Dataset entries:

Content starts

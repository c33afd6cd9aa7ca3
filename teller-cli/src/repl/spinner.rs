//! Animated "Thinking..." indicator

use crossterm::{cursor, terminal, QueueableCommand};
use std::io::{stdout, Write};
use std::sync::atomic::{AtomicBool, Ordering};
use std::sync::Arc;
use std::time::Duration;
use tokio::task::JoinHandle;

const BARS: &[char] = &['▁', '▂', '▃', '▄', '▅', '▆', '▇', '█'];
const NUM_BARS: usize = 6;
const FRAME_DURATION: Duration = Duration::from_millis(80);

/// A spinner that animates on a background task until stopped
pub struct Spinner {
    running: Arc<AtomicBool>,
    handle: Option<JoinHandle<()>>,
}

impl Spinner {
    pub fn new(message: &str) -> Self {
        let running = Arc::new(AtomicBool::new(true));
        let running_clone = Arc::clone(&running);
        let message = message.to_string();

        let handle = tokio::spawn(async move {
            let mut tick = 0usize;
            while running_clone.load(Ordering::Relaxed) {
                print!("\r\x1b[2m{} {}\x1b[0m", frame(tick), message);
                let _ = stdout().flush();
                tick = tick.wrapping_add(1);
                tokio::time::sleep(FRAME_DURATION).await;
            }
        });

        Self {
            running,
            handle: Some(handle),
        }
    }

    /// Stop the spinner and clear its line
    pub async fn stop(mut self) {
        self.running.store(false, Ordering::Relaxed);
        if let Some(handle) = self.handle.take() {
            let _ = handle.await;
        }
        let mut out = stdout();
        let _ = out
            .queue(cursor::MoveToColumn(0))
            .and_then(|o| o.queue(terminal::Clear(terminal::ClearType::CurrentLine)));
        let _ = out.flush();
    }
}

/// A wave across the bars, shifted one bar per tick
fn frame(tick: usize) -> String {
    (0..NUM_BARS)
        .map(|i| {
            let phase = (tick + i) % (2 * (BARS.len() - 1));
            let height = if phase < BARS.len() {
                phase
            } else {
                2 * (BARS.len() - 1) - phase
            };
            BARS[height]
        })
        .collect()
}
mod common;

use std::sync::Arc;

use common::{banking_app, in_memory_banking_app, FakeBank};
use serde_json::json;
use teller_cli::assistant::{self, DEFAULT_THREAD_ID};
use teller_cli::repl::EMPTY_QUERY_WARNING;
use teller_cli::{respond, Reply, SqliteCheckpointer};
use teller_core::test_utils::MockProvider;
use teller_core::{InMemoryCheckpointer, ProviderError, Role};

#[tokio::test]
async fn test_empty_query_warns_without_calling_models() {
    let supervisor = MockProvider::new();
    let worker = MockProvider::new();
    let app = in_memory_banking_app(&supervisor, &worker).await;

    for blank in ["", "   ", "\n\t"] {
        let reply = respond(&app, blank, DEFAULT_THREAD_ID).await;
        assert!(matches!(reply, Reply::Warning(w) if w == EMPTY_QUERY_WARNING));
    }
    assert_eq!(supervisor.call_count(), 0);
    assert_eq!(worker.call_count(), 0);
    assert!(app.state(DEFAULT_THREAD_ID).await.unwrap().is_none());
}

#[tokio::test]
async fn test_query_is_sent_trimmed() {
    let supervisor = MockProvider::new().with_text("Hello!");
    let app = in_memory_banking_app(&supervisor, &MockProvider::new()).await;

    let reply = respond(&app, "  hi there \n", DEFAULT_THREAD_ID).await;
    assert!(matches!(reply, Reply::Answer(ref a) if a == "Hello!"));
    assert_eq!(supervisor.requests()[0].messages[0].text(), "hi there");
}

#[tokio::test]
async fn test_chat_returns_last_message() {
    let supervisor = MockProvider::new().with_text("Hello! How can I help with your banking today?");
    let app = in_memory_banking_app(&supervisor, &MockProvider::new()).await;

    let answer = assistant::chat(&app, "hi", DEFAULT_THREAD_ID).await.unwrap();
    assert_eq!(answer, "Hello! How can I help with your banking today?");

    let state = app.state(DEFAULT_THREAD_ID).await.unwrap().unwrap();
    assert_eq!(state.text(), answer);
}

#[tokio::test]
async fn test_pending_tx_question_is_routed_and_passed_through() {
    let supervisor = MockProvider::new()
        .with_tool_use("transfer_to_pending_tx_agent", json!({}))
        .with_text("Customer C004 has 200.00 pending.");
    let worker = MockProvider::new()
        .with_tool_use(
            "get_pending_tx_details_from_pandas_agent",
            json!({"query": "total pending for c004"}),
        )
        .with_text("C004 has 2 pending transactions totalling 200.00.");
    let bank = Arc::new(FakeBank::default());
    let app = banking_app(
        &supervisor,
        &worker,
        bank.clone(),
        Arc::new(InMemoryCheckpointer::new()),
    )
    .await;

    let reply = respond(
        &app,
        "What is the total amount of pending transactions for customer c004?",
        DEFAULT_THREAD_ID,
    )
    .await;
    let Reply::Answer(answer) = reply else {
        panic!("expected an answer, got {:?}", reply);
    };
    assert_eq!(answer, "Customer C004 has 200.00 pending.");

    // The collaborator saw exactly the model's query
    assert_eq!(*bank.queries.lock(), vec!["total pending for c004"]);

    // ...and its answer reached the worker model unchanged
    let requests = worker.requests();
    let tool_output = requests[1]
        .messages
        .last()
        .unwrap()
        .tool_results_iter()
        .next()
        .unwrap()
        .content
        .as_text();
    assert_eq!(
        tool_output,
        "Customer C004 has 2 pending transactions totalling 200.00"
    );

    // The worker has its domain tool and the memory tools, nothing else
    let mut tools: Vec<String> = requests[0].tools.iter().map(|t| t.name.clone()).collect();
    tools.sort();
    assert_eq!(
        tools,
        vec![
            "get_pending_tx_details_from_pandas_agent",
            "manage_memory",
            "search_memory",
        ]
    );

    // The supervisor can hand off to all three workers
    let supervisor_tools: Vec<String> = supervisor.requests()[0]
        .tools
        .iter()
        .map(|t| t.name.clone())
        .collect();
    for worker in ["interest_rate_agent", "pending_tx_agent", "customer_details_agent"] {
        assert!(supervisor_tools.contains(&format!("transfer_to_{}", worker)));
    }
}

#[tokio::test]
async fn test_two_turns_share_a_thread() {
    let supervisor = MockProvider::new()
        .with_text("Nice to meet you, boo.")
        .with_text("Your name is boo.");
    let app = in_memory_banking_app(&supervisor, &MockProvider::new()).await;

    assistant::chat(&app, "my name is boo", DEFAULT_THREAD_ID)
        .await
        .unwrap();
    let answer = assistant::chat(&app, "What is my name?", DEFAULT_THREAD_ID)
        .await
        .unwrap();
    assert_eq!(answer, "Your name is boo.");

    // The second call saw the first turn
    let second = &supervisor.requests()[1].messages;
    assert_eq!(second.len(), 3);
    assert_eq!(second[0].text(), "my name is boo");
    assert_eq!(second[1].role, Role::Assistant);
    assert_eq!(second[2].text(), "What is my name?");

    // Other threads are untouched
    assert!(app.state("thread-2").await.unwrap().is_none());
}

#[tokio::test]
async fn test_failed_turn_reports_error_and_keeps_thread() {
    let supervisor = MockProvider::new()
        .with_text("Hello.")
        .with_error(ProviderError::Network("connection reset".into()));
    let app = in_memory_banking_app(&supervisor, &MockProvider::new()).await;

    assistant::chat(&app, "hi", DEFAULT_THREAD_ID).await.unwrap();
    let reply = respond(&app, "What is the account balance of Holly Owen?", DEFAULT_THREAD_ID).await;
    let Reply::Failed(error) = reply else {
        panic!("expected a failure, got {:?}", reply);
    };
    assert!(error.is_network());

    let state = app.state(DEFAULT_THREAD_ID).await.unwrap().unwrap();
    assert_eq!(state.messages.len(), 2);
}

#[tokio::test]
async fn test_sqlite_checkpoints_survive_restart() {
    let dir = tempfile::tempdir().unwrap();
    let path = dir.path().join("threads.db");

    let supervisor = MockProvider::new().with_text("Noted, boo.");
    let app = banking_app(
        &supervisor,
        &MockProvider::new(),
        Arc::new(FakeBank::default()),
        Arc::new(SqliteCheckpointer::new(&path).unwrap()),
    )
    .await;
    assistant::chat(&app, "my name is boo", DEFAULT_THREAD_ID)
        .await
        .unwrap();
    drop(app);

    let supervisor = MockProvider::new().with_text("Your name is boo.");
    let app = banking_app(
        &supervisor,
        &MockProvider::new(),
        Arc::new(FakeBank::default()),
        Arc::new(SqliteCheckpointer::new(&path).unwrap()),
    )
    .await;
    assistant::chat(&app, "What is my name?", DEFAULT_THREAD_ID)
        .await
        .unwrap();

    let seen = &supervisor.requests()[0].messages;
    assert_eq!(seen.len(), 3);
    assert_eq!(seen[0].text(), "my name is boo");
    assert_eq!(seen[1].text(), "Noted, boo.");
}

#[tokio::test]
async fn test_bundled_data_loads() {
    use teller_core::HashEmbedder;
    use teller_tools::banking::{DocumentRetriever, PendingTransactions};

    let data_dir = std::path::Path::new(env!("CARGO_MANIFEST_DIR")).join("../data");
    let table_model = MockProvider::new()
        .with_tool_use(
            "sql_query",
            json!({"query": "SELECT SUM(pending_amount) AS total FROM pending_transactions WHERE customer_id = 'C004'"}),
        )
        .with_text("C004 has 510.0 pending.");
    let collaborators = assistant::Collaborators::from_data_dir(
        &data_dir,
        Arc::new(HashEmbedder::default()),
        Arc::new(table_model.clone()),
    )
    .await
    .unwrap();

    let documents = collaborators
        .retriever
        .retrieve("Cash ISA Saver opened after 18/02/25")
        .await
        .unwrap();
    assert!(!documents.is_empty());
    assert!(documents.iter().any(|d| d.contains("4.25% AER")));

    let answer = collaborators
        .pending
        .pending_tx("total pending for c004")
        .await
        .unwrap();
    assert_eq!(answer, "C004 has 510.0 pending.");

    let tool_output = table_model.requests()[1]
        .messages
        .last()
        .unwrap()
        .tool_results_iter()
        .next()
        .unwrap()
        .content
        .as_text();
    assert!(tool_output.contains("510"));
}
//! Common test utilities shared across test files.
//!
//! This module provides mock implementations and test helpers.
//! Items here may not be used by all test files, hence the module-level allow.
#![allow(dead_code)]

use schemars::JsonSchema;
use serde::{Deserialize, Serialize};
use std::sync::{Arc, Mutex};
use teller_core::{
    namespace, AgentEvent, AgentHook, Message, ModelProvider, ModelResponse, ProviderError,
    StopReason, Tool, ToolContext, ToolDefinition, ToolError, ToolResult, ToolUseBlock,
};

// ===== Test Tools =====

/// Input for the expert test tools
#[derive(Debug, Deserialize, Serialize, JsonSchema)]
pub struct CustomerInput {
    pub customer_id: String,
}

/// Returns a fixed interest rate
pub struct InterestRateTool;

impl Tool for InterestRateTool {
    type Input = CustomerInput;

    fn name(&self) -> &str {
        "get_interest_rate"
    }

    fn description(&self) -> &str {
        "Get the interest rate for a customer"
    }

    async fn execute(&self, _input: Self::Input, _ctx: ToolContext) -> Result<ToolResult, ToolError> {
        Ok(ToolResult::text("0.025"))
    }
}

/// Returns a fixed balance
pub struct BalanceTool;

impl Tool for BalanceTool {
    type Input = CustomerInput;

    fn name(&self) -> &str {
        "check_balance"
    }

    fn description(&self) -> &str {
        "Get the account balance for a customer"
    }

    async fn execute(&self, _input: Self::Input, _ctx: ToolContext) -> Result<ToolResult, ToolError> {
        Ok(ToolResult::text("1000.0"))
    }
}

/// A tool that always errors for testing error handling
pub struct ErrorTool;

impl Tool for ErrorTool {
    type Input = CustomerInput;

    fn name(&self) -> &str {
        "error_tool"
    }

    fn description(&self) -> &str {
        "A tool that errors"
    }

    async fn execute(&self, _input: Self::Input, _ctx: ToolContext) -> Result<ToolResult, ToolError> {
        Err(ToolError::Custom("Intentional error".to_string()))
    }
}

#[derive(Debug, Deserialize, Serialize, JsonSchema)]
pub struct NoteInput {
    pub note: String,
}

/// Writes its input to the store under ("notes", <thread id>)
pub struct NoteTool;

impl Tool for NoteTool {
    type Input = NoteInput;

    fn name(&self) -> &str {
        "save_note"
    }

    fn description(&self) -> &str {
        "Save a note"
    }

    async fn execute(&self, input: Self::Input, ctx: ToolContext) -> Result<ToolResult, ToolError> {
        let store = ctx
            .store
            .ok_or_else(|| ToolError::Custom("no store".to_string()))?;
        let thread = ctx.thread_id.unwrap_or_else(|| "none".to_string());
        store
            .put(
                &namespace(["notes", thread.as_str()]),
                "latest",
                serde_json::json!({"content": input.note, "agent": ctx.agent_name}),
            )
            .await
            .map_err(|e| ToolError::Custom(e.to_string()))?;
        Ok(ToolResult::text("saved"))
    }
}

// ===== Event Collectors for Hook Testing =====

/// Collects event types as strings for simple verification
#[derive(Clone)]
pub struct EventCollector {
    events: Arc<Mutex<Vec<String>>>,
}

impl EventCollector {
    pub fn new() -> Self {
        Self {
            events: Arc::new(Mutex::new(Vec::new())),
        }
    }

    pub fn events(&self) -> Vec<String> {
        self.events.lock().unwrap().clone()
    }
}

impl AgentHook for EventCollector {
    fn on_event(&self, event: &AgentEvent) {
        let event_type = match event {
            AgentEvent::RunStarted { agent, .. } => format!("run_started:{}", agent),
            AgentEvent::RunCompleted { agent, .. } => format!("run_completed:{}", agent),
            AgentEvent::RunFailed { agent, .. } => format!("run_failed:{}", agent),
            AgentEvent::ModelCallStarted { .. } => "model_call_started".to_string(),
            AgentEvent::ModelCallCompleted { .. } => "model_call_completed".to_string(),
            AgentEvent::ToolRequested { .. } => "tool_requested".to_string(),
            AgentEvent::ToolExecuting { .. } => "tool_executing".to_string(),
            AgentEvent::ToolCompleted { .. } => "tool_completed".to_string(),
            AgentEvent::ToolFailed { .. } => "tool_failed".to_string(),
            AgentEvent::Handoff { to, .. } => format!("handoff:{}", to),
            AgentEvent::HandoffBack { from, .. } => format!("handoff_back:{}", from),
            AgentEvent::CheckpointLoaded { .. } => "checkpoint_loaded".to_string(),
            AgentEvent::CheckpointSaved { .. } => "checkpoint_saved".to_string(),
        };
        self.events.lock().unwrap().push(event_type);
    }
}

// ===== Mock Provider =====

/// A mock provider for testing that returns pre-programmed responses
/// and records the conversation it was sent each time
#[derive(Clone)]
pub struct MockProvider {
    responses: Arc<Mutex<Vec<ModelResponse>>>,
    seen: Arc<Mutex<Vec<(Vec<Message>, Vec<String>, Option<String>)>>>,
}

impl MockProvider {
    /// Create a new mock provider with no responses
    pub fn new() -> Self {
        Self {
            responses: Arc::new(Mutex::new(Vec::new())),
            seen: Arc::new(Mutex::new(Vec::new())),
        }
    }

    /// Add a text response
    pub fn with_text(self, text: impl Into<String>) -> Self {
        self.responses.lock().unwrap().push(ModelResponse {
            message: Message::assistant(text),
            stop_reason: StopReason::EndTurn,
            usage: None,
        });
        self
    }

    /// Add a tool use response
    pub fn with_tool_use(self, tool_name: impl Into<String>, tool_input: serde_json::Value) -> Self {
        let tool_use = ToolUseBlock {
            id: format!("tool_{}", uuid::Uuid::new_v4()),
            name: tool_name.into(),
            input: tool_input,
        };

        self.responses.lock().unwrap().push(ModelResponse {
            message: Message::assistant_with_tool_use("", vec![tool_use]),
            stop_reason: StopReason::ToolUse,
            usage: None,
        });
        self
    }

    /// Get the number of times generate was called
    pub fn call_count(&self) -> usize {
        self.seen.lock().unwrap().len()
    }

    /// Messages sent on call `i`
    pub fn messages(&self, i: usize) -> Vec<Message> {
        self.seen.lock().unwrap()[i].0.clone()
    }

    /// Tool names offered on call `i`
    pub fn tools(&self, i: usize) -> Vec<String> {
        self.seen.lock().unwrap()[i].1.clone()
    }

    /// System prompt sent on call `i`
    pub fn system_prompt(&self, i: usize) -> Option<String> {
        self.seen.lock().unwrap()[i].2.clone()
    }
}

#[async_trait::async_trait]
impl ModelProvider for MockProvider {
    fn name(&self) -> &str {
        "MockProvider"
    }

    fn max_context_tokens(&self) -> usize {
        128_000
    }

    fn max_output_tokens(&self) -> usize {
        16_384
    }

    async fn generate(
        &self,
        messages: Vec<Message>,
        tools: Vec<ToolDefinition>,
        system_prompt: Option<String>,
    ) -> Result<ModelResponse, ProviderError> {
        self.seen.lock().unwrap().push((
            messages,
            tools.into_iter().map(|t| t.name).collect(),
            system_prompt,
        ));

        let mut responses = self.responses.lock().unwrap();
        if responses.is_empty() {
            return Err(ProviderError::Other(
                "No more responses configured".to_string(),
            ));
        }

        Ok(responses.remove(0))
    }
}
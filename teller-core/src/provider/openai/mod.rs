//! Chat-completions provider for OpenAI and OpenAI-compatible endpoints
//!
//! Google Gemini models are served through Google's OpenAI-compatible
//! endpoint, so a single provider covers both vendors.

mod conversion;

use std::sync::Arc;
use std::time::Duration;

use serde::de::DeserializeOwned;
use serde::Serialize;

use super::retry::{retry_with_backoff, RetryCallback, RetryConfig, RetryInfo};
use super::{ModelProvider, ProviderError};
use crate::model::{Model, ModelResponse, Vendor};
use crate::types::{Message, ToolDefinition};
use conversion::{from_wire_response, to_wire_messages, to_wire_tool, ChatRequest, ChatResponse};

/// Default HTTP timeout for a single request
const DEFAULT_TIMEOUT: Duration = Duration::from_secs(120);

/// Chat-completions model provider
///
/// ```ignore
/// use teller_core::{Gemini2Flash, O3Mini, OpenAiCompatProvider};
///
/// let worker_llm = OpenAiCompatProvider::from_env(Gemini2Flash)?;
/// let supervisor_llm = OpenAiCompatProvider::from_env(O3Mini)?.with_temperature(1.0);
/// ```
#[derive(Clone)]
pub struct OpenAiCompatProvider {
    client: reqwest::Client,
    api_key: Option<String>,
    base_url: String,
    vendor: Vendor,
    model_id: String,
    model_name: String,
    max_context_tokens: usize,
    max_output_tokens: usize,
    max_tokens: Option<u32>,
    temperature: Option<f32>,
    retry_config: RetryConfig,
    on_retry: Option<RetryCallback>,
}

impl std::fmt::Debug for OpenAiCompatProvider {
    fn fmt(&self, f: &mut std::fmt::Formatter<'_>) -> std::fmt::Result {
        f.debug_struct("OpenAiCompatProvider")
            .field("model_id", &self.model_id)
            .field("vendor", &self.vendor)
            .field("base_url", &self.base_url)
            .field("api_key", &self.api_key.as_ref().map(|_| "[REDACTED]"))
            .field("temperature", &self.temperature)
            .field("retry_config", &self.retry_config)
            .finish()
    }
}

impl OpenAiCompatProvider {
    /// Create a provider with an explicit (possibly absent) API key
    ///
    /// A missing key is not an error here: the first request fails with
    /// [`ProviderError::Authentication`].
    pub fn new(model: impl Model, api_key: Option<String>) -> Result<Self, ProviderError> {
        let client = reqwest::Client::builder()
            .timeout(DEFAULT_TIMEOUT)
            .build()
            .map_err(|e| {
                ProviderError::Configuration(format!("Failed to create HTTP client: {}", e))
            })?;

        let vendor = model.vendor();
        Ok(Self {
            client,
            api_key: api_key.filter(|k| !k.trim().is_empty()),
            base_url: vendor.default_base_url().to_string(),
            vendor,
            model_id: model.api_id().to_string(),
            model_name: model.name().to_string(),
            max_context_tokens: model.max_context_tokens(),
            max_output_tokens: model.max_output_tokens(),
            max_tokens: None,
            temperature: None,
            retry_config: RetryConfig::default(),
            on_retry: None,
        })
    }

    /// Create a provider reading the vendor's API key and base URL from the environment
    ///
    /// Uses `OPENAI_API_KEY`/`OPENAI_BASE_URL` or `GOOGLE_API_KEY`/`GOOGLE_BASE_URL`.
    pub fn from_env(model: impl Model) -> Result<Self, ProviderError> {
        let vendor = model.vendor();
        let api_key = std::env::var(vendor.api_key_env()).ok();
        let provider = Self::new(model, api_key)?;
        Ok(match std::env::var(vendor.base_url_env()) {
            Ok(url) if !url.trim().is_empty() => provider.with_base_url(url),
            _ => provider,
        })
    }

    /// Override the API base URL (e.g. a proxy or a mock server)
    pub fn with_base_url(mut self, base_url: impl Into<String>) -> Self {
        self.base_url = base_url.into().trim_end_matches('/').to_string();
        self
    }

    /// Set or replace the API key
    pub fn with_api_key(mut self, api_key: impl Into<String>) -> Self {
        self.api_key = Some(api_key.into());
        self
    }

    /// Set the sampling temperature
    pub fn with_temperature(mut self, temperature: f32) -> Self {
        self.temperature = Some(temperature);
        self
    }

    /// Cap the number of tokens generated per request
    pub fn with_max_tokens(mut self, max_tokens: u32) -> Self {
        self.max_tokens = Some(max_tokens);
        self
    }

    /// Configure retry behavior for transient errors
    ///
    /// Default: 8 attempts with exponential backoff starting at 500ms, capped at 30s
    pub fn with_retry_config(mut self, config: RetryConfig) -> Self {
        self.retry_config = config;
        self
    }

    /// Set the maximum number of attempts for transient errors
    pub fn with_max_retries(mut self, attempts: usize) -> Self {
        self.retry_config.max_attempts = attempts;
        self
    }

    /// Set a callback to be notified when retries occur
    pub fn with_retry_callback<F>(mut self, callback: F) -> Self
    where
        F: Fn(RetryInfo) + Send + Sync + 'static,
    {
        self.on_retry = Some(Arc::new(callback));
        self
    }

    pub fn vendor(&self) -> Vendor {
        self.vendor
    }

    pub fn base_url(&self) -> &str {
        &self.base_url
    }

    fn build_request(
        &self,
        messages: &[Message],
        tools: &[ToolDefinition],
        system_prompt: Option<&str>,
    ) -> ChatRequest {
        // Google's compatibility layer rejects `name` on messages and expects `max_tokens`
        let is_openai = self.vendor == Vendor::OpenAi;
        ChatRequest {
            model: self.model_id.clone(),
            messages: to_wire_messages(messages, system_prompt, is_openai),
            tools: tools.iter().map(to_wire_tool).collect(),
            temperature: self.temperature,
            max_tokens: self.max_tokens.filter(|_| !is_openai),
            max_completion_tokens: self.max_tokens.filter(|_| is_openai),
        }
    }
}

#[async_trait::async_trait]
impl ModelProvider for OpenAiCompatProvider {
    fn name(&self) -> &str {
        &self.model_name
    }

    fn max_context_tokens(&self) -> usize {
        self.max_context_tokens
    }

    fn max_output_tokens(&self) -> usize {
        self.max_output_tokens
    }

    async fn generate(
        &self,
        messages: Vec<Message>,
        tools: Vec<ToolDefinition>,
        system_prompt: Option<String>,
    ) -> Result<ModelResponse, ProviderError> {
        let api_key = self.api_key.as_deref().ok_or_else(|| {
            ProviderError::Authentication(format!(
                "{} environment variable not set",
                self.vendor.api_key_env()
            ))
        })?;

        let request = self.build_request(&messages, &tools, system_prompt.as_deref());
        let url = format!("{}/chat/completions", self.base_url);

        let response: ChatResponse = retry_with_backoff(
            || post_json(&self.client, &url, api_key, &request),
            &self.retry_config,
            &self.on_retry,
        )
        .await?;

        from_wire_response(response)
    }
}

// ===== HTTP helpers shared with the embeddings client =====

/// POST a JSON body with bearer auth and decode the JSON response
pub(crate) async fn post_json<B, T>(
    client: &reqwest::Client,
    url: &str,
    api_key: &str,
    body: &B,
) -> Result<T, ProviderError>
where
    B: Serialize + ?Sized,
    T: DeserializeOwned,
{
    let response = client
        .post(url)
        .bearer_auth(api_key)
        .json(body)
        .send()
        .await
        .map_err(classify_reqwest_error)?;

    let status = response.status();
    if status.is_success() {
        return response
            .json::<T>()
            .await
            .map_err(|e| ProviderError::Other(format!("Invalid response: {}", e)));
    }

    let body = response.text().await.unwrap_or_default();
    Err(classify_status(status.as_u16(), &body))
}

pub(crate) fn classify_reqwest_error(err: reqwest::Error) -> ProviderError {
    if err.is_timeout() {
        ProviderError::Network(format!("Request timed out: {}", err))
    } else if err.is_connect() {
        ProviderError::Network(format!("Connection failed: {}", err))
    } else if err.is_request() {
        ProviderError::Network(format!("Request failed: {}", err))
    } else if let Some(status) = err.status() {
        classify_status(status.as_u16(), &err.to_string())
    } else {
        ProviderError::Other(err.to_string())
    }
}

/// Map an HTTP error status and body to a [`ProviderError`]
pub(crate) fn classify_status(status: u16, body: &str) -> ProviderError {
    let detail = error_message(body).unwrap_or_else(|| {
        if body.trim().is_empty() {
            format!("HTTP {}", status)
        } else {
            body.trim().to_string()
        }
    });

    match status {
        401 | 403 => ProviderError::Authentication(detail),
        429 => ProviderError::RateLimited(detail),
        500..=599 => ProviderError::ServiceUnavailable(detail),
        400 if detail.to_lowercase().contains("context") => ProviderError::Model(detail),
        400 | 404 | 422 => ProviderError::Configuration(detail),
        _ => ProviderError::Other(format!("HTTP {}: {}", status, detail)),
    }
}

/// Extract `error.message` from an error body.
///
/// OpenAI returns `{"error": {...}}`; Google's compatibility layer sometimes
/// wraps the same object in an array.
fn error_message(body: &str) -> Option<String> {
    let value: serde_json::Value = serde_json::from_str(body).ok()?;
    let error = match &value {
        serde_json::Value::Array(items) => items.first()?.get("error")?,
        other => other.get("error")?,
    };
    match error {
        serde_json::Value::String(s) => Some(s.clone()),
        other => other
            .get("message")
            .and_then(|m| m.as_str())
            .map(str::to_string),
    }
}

Content ends

Filter the entries down to the lines containing "crate". Copy each of those lines.

use crate::model::{Model, ModelResponse, Vendor};
use crate::types::{Message, ToolDefinition};
pub(crate) async fn post_json<B, T>(
pub(crate) fn classify_reqwest_error(err: reqwest::Error) -> ProviderError {
pub(crate) fn classify_status(status: u16, body: &str) -> ProviderError {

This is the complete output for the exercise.